The Regulations say that telecoms firms must keep the details
necessary to identify the caller or sender and recipient of every
telephone call made for 12 months. The data must be stored "in such
a way that the data retained can be transmitted without undue delay
in response to requests."
The new law implements most of the EU's Data Retention
Directive. That Directive was passed to ensure that valuable data
is available across Europe as a tool to prevent, investigate,
detect and prosecute criminal offences and in particular organised
crime.
The new rules do not apply to internet activity, so details of
websites visited, emails sent and received and Voice over Internet
Protocol (VoIP) phone calls need not be kept. That will change,
though. The Directive requires that member states extend their
retention rules to internet data by 15th March 2009.
The Federation of
Communications Service (FCS), a trade association for the
mobile and telecoms services industry, said the Regulations are
unlikely to disrupt a telco's business.
Members of FCS include many small communication service
providers, as well as a few bigger providers, notably Kingston
Communications plc. Heavyweights like BT and the major mobile
networks are not members.
FCS manager Michael Eagle told OUT-LAW: "We are advising our
members that they are unlikely to have to keep any information that
they don't currently keep. They should not be talked into buying
expensive new data storage systems as the industry already requires
a certain level of sensible due diligence."
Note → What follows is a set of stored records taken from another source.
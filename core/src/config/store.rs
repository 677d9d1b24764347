//! Config file discovery, first-run bootstrap, and credential migration
//!
//! A load runs through a fixed sequence: a missing file is replaced with the
//! default template and reported as [`Loaded::Bootstrapped`]. An existing file
//! is parsed and validated, then its `api_key` is resolved. Ciphertext is
//! decrypted in memory. Plaintext is encrypted and written back once, while
//! the caller still receives the plaintext.

use super::template::DEFAULT_CONFIG_YAML;
use super::types::{Config, API_KEY_PLACEHOLDER, DEFAULT_MODEL, ENCRYPTED_PREFIX};
use crate::error::{Error, Result, ValidationError};
use crate::security::SecretCodec;
use std::fs;
use std::io::{self, Write};
use std::path::{Path, PathBuf};
use tracing::debug;

#[cfg(unix)]
use super::template::{CONFIG_DIR_MODE, CONFIG_FILE_MODE};

/// Location of the config file relative to the home directory
pub const DEFAULT_CONFIG_RELATIVE_PATH: &str = ".config/askta/config.yaml";

/// Outcome of a successful load
#[derive(Debug)]
pub enum Loaded {
    /// A usable configuration with a plaintext `api_key`
    Ready(Config),
    /// No file existed; the default template was written to `path`.
    /// The user has to edit it before the assistant can be used.
    Bootstrapped { path: PathBuf },
}

/// Resolve the config path for an invocation
///
/// A non-empty `explicit` path is used verbatim. Otherwise the file lives at
/// `~/.config/askta/config.yaml`.
pub fn resolve_path(explicit: impl AsRef<Path>) -> Result<PathBuf> {
    let explicit = explicit.as_ref();
    if !explicit.as_os_str().is_empty() {
        return Ok(explicit.to_path_buf());
    }

    let home = dirs::home_dir().ok_or(Error::HomeDirUnavailable)?;
    Ok(home.join(DEFAULT_CONFIG_RELATIVE_PATH))
}

/// Reads and normalizes the config file at a single path
#[derive(Debug, Clone)]
pub struct ConfigStore<C> {
    path: PathBuf,
    codec: C,
}

impl<C: SecretCodec> ConfigStore<C> {
    /// Create a store for an already resolved path
    pub fn at_path(path: impl Into<PathBuf>, codec: C) -> Self {
        Self {
            path: path.into(),
            codec,
        }
    }

    pub fn path(&self) -> &Path {
        &self.path
    }

    /// Write the default template to the store's path
    ///
    /// Creates missing parent directories. An existing file is overwritten,
    /// so callers check for it first; [`ConfigStore::load`] does.
    pub fn bootstrap(&self) -> Result<Loaded> {
        if let Some(dir) = self.path.parent().filter(|d| !d.as_os_str().is_empty()) {
            create_private_dir(dir).map_err(|e| Error::io("create config directory", dir, e))?;
        }

        replace_private_file(&self.path, DEFAULT_CONFIG_YAML.as_bytes())
            .map_err(|e| Error::io("write default config", &self.path, e))?;

        debug!(path = %self.path.display(), "Wrote default config");
        Ok(Loaded::Bootstrapped {
            path: self.path.clone(),
        })
    }

    /// Load the config, bootstrapping or migrating the file as needed
    pub fn load(&self) -> Result<Loaded> {
        let path = &self.path;
        let exists = path
            .try_exists()
            .map_err(|e| Error::io("access config file", path, e))?;
        if !exists {
            return self.bootstrap();
        }

        let document =
            fs::read_to_string(path).map_err(|e| Error::io("read config file", path, e))?;
        let parsed = parse_document(path, &document)?;

        let mut config = parsed.clone();
        validate(path, &mut config)?;

        if let Some(ciphertext) = config.api_key.strip_prefix(ENCRYPTED_PREFIX) {
            let plaintext = self
                .codec
                .decrypt(ciphertext)
                .map_err(|source| Error::Decrypt {
                    path: path.clone(),
                    source,
                })?;
            config.api_key = plaintext;
            debug!(path = %path.display(), "Decrypted stored API key");
        } else {
            let ciphertext = self.codec.encrypt(&config.api_key).map_err(Error::Encrypt)?;
            let sealed = format!("{}{}", ENCRYPTED_PREFIX, ciphertext);

            let updated = match rewrite_api_key(&document, &parsed, &sealed) {
                Some(updated) => updated,
                None => {
                    debug!(path = %path.display(), "Re-serializing config to store encrypted key");
                    let stored = Config {
                        api_key: sealed,
                        ..parsed.clone()
                    };
                    serde_yaml::to_string(&stored).map_err(Error::Serialize)?
                }
            };

            replace_private_file(path, updated.as_bytes())
                .map_err(|e| Error::io("write config file", path, e))?;
            debug!(path = %path.display(), "Encrypted plaintext API key at rest");
        }

        Ok(Loaded::Ready(config))
    }
}

fn parse_document(path: &Path, document: &str) -> Result<Config> {
    let blank = document.lines().all(|line| {
        let line = line.trim();
        line.is_empty() || line.starts_with('#')
    });
    if blank {
        return Ok(Config::default());
    }

    serde_yaml::from_str(document).map_err(|source| Error::Parse {
        path: path.to_path_buf(),
        source,
    })
}

/// Reject unusable keys and fill in the model default
///
/// The untouched bootstrap placeholder is rejected here rather than being
/// encrypted and sent to the provider.
fn validate(path: &Path, config: &mut Config) -> Result<()> {
    if config.api_key.is_empty() {
        return Err(ValidationError::MissingField {
            field: "api_key",
            path: path.to_path_buf(),
        }
        .into());
    }
    if config.api_key == API_KEY_PLACEHOLDER {
        return Err(ValidationError::Placeholder {
            field: "api_key",
            path: path.to_path_buf(),
        }
        .into());
    }

    if config.model_name.is_empty() {
        config.model_name = DEFAULT_MODEL.to_string();
    }
    Ok(())
}

/// Replace the value on the top-level `api_key:` line, keeping everything else
///
/// Returns `None` when the line is missing or cannot be edited safely, or when
/// the edited document no longer parses to the same config.
fn rewrite_api_key(document: &str, parsed: &Config, sealed: &str) -> Option<String> {
    let mut updated = String::with_capacity(document.len() + sealed.len());
    let mut replaced = false;

    for line in document.split_inclusive('\n') {
        if !replaced {
            if let Some(rest) = line.strip_prefix("api_key:") {
                let body = rest.trim_end_matches(['\r', '\n']);
                let ending = &rest[body.len()..];
                let trailer = scalar_trailer(body)?;

                updated.push_str("api_key: \"");
                updated.push_str(sealed);
                updated.push('"');
                updated.push_str(trailer);
                updated.push_str(ending);
                replaced = true;
                continue;
            }
        }
        updated.push_str(line);
    }

    if !replaced {
        return None;
    }

    let expected = Config {
        api_key: sealed.to_string(),
        ..parsed.clone()
    };
    match serde_yaml::from_str::<Config>(&updated) {
        Ok(reparsed) if reparsed == expected => Some(updated),
        _ => None,
    }
}

/// The part of a `key: value` line after the scalar value (spacing + comment)
fn scalar_trailer(body: &str) -> Option<&str> {
    let value = body.trim_start();
    let start = body.len() - value.len();

    let end = if let Some(inner) = value.strip_prefix('"') {
        let mut escaped = false;
        let close = inner.char_indices().find_map(|(i, c)| {
            if escaped {
                escaped = false;
                None
            } else if c == '\\' {
                escaped = true;
                None
            } else if c == '"' {
                Some(i)
            } else {
                None
            }
        })?;
        close + 2
    } else if let Some(inner) = value.strip_prefix('\'') {
        let bytes = inner.as_bytes();
        let mut i = 0;
        loop {
            match bytes.get(i) {
                Some(b'\'') if bytes.get(i + 1) == Some(&b'\'') => i += 2,
                Some(b'\'') => break i + 2,
                Some(_) => i += 1,
                None => return None,
            }
        }
    } else if value.starts_with(['|', '>', '[', '{', '&', '*', '!']) {
        return None;
    } else {
        [value.find(" #"), value.find("\t#")]
            .into_iter()
            .flatten()
            .min()
            .unwrap_or(value.len())
    };

    Some(&body[start + end..])
}

fn create_private_dir(dir: &Path) -> io::Result<()> {
    let mut builder = fs::DirBuilder::new();
    builder.recursive(true);
    #[cfg(unix)]
    {
        use std::os::unix::fs::DirBuilderExt;
        builder.mode(CONFIG_DIR_MODE);
    }
    builder.create(dir)
}

/// Write `contents` to a sibling temp file, then rename it over `path`
///
/// A failed write leaves the existing file at `path` untouched.
fn replace_private_file(path: &Path, contents: &[u8]) -> io::Result<()> {
    let tmp = temp_path(path);
    let result = write_private_file(&tmp, contents).and_then(|()| fs::rename(&tmp, path));
    if result.is_err() {
        let _ = fs::remove_file(&tmp);
    }
    result
}

fn temp_path(path: &Path) -> PathBuf {
    let mut name = path
        .file_name()
        .map(|name| name.to_os_string())
        .unwrap_or_default();
    name.push(".tmp");
    path.with_file_name(name)
}

fn write_private_file(path: &Path, contents: &[u8]) -> io::Result<()> {
    let mut options = fs::OpenOptions::new();
    options.write(true).create(true).truncate(true);
    #[cfg(unix)]
    {
        use std::os::unix::fs::OpenOptionsExt;
        options.mode(CONFIG_FILE_MODE);
    }

    let mut file = options.open(path)?;
    #[cfg(unix)]
    {
        use std::os::unix::fs::PermissionsExt;
        file.set_permissions(fs::Permissions::from_mode(CONFIG_FILE_MODE))?;
    }
    file.write_all(contents)?;
    file.sync_all()
}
"The reality is that nothing much has changed. The new
legislation will make little practical difference as most telecoms
providers keep certain information for billing purposes and
customer records," he added. "That information would be enough to
meet the requirements of law enforcement agencies. There is no need
to keep more data that you are ever likely to be asked for."
The law provides that the Secretary of State may reimburse any
expenses incurred by a public communications provider in complying
with these Regulations.
According to ComputerWeekly.com, the Government has budgeted a
total of £6 million to meet these costs.
Editor's note: When this story first
appeared it suggested that FCS was the only trade association of
its kind. We have since been advised by a reader that this is not
the case. We apologise for the inaccuracy.